Seorang awam menonton berita politik.
Sebagai seorang awam dengan pendidikan hanya cukup untuk menguasai baca-tulis saja dan sehari hari di sibukkan dengan urusan sekilo beras untuk menghidupi keluarga, saya bukanlah orang yang terlalu suka menonton Televisi karena kebanyakan hanya menayangkan gossip gossip artis, sinetron yang tidak tentu ujung pangkalnya dan terlalu jauh dari realita kehidupan yang sebenarnya.
Tapi, malam ini saya kebetulan kedatangan tamu seorang teman SMA yang sudah cukup lama tidak bertemu. Untuk menghindari rasa bosan, saya iseng menyalakan TV dan menonton Acara Metro TV (30 mei 2011) bersama teman saya. Sebuah acara yang luar biasa, Mulai dari Metro news yang menampilkan perang argument melalui telephone antara ketua bendahara umum partai demokrat Muhammad Nazarudin dan Sekjen MK Janedri Ghaffar. Buat seorang awam seperti saya dan teman saya, tentunya itu adalah tontonan yang jauh lebih menarik dari pada acara gossip artis ataupun sinetron. Buat saya pribadi, saya sangat terpukau, saya tidak pernah tahu sebelumnya kalau orang orang elit di negeri ini juga bisa bertengkar layaknya tetangga tetangga saya kalau lagi bertengkar dengan istrinya. Perang mulut yang sangat mengesampingkan sisi kecerdasan. Ingat ini pendapat pribadi saya. Saya tidak tahu siapa yang salah atau benar, dan saya juga tidak mau tahu. Tetapi, sebagai seorang rakyat yang bodoh tentunya saya mengira dan mengharapkan kalau orang pintar itu seharusnya kalau adu mulut juga secara pintar.
Acara kedua yang kami tonton ternyata lebih seru lagi. Konferensi pers khusus presiden membahas “SMS GELAP” berisi fitnah. Saya tidak mau terlalu banyak membahas hal itu. Sebagai orang awam yang bodoh saya kalau menerima SMS gelap berisi apapun, tidak mungkin akan saya ceritakan ke seluruh anggota keluarga saya. Dan kalau anda adalah seorang ketua RT, RW atau kepala dusun, apakah anda akan menyampaikan hal itu ke seluruh warga anda? Lucu tidak?.

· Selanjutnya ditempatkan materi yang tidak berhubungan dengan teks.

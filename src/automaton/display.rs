use std::fmt;

use itertools::Itertools;

use crate::automaton::{Automaton, StateId};
use crate::math::OrderedSet;

impl Automaton {
    /// Renders the transition structure as a text table with one row per state
    /// and one column per alphabet symbol, plus a trailing ε column when
    /// epsilon transitions are present. Initial states carry a leading arrow,
    /// accepting states are printed bold, absent transitions show as `-`.
    pub fn transition_table(&self) -> String {
        use owo_colors::OwoColorize;

        let has_epsilon = self.transitions().any(|(_, label, _)| label.is_epsilon());
        let mut builder = tabled::builder::Builder::default();
        builder.push_record(
            std::iter::once("state".to_string())
                .chain(self.alphabet.symbols().map(|sym| sym.to_string()))
                .chain(has_epsilon.then(|| "ε".to_string())),
        );

        for id in self.state_ids() {
            let state = &self.states[&id];
            let mut name = state.name().to_string();
            if state.is_accepting() {
                name = name.bold().to_string();
            }
            if state.is_initial() {
                name = format!("→ {name}");
            }

            let mut row = vec![name];
            for sym in self.alphabet.symbols() {
                row.push(self.cell(self.targets(id, sym)));
            }
            if has_epsilon {
                row.push(self.cell(self.epsilon_targets(id)));
            }
            builder.push_record(row);
        }

        builder
            .build()
            .with(tabled::settings::Style::rounded())
            .to_string()
    }

    fn cell(&self, targets: OrderedSet<StateId>) -> String {
        if targets.is_empty() {
            "-".to_string()
        } else {
            targets
                .iter()
                .map(|target| self.states[target].name())
                .join(", ")
        }
    }
}

impl fmt::Debug for Automaton {
    fn fmt(&self, f: &mut fmt::Formatter<'_>) -> fmt::Result {
        writeln!(
            f,
            "automaton over {} with {} states",
            self.alphabet,
            self.size()
        )?;
        write!(f, "{}", self.transition_table())
    }
}

#[cfg(test)]
mod tests {
    use crate::prelude::*;

    #[test]
    fn table_lists_symbols_and_marks_states() {
        let automaton = AutomatonBuilder::default()
            .with_transitions([(0, 'a', 1), (0, 'b', 0), (1, 'a', 1)])
            .with_state_names(["start", "end"])
            .with_accepting_states([1])
            .into_dfa(0);

        let table = automaton.transition_table();
        assert!(table.contains("start"));
        assert!(table.contains("end"));
        assert!(table.contains("→"));
        assert!(table.contains('-'));
        assert!(!table.contains('ε'));
    }

    #[test]
    fn table_grows_an_epsilon_column_when_needed() {
        let automaton = AutomatonBuilder::default()
            .with_transitions([(0, 'a', 1)])
            .with_epsilon_transitions([(0, 1)])
            .into_nfa([0]);

        assert!(automaton.transition_table().contains('ε'));
        let debugged = format!("{automaton:?}");
        assert!(debugged.contains("2 states"));
    }
}
use tracing::trace;

use crate::automaton::Automaton;
use crate::error::AutomatonError;

impl Automaton {
    /// All accepted words of length at most `max_len`, in length-lexicographic
    /// order: shorter words first, words of equal length sorted by symbol.
    /// Words are drawn from the full language of the alphabet, `max_len` of
    /// zero considers only the empty word. The automaton may be
    /// nondeterministic, a determinized and completed copy is explored
    /// internally so that every word is emitted exactly once.
    pub fn accepted_words(&self, max_len: usize) -> Result<Vec<String>, AutomatonError> {
        self.bounded_words(max_len, true)
    }

    /// All words of length at most `max_len` over the alphabet that are *not*
    /// accepted, in the same length-lexicographic order as
    /// [`accepted_words`](Automaton::accepted_words). Together the two calls
    /// partition every word up to the bound.
    pub fn rejected_words(&self, max_len: usize) -> Result<Vec<String>, AutomatonError> {
        self.bounded_words(max_len, false)
    }

    fn bounded_words(
        &self,
        max_len: usize,
        accepted: bool,
    ) -> Result<Vec<String>, AutomatonError> {
        let dfa = self.determinize()?.complete()?;
        let Some(start) = dfa.initial_states().into_iter().next() else {
            return Err(AutomatonError::NoInitialState);
        };

        let mut found = Vec::new();
        let mut layer = vec![(start, String::new())];
        for depth in 0..=max_len {
            for (state, word) in &layer {
                if dfa.accepting(*state) == accepted {
                    found.push(word.clone());
                }
            }
            if depth == max_len {
                break;
            }
            let mut next = Vec::with_capacity(layer.len() * dfa.alphabet().size());
            for (state, word) in &layer {
                for sym in dfa.alphabet().symbols() {
                    if let Some(target) = dfa.successor(*state, sym) {
                        let mut extended = word.clone();
                        extended.push(sym);
                        next.push((target, extended));
                    }
                }
            }
            layer = next;
        }
        trace!(
            "enumeration up to length {max_len} collected {} words",
            found.len()
        );
        Ok(found)
    }
}

#[cfg(test)]
mod tests {
    use crate::prelude::*;

    // the even binary numbers, the empty word and every word ending in 0
    fn even_numbers() -> Automaton {
        AutomatonBuilder::default()
            .with_transitions([(0, '0', 0), (0, '1', 1), (1, '0', 0), (1, '1', 1)])
            .with_accepting_states([0])
            .into_dfa(0)
    }

    #[test_log::test]
    fn enumeration_lists_words_in_length_lex_order() {
        let dfa = even_numbers();
        assert_eq!(
            dfa.accepted_words(2),
            Ok(vec![
                String::new(),
                "0".to_string(),
                "00".to_string(),
                "10".to_string()
            ])
        );
        assert_eq!(
            dfa.rejected_words(2),
            Ok(vec!["1".to_string(), "01".to_string(), "11".to_string()])
        );
    }

    #[test]
    fn a_bound_of_zero_considers_only_the_empty_word() {
        let dfa = even_numbers();
        assert_eq!(dfa.accepted_words(0), Ok(vec![String::new()]));
        assert_eq!(dfa.rejected_words(0), Ok(vec![]));
    }

    #[test]
    fn partial_automata_reject_words_running_into_a_dead_end() {
        let partial = AutomatonBuilder::default()
            .with_transitions([(0, 'a', 1)])
            .with_alphabet_symbols(['b'])
            .with_accepting_states([1])
            .into_dfa(0);
        assert_eq!(partial.accepted_words(2), Ok(vec!["a".to_string()]));
        assert_eq!(
            partial.rejected_words(1),
            Ok(vec![String::new(), "b".to_string()])
        );
    }

    #[test]
    fn enumeration_determinizes_nfas_first() {
        let nfa = AutomatonBuilder::default()
            .with_epsilon_transitions([(0, 1)])
            .with_transitions([(1, 'a', 2), (2, 'b', 2)])
            .with_accepting_states([2])
            .into_nfa([0]);

        let accepted = nfa.accepted_words(3).unwrap();
        assert_eq!(accepted, vec!["a", "ab", "abb"]);
        for word in &accepted {
            assert_eq!(nfa.accepts(word), Ok(true));
        }
    }
}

Saya yang bodoh ini, mungkin bisa saja melakukan hal hal yang jauh lebih bodoh yang bisa di terima oleh akal sehat saya, kalau ada hal besar yang bisa saya raih dari melakukan hal bodoh tersebut. Hehe……Negeriku tercinta Indonesia. Ingat masih banyak rakyatmu yang bodoh yang memerlukan orang orang yang lebih pintar untuk mengajarkan mereka arti kebodohan.
Yang paling menarik menurut saya adalah acara ke tiga yang saya tonton. Di mana pakar dan pengamat ekonomi politik Kwik kiam gie di minta memberikan pendapat tentang statement ibu waode nurhayati mengenai ketua DPR. Isinya saya tidak mau menyebutkan. Takut salah. Tetapi jawaban pak kwik kiam gie yang sangat hebat.
Q: “Apakah anda percaya hal yang di nyatakan oleh ibu waode nurhayati itu benar bisa terjadi?”,
A: “Percaya sekali”,
Q: “Sebesar apa kepercayaan anda akan hal itu, dan bisakah hal itu di buktikan?”
A: “Pertama saya percaya adanya tuhan tapi saya tidak bisa membuktikan keberadaannya, kedua saya percaya akan hal “itu”, tapi saya juga tidak bisa membuktikannya”.Terus apa? Habis. Maaf ini hanyalah opini pribadi yang saya sampaikan setelah menonton acara di Metro TV. Mungkin ada teman teman yang melewatkan acara itu. Anggap saja sebagai review.
Satu lagi, ternyata sekarang para politikus lebih populer dan lebih sering muncul di TV dari pada artis. Hehehe. Adik adik, sekarang kalau mau populer ada jalur baru yang terbuka buat anda. Kalau anda merasa kurang cantik atau kurang tampan untuk menjadi celebrity, jangan berkecil hati. Kalian masih bisa menjadi seorang “Politikus”. Bisa sering nongol di TV lho..
Terakhir, salute buat METRO TV. Semoga tetap menjadi cermin buat bangsa ini.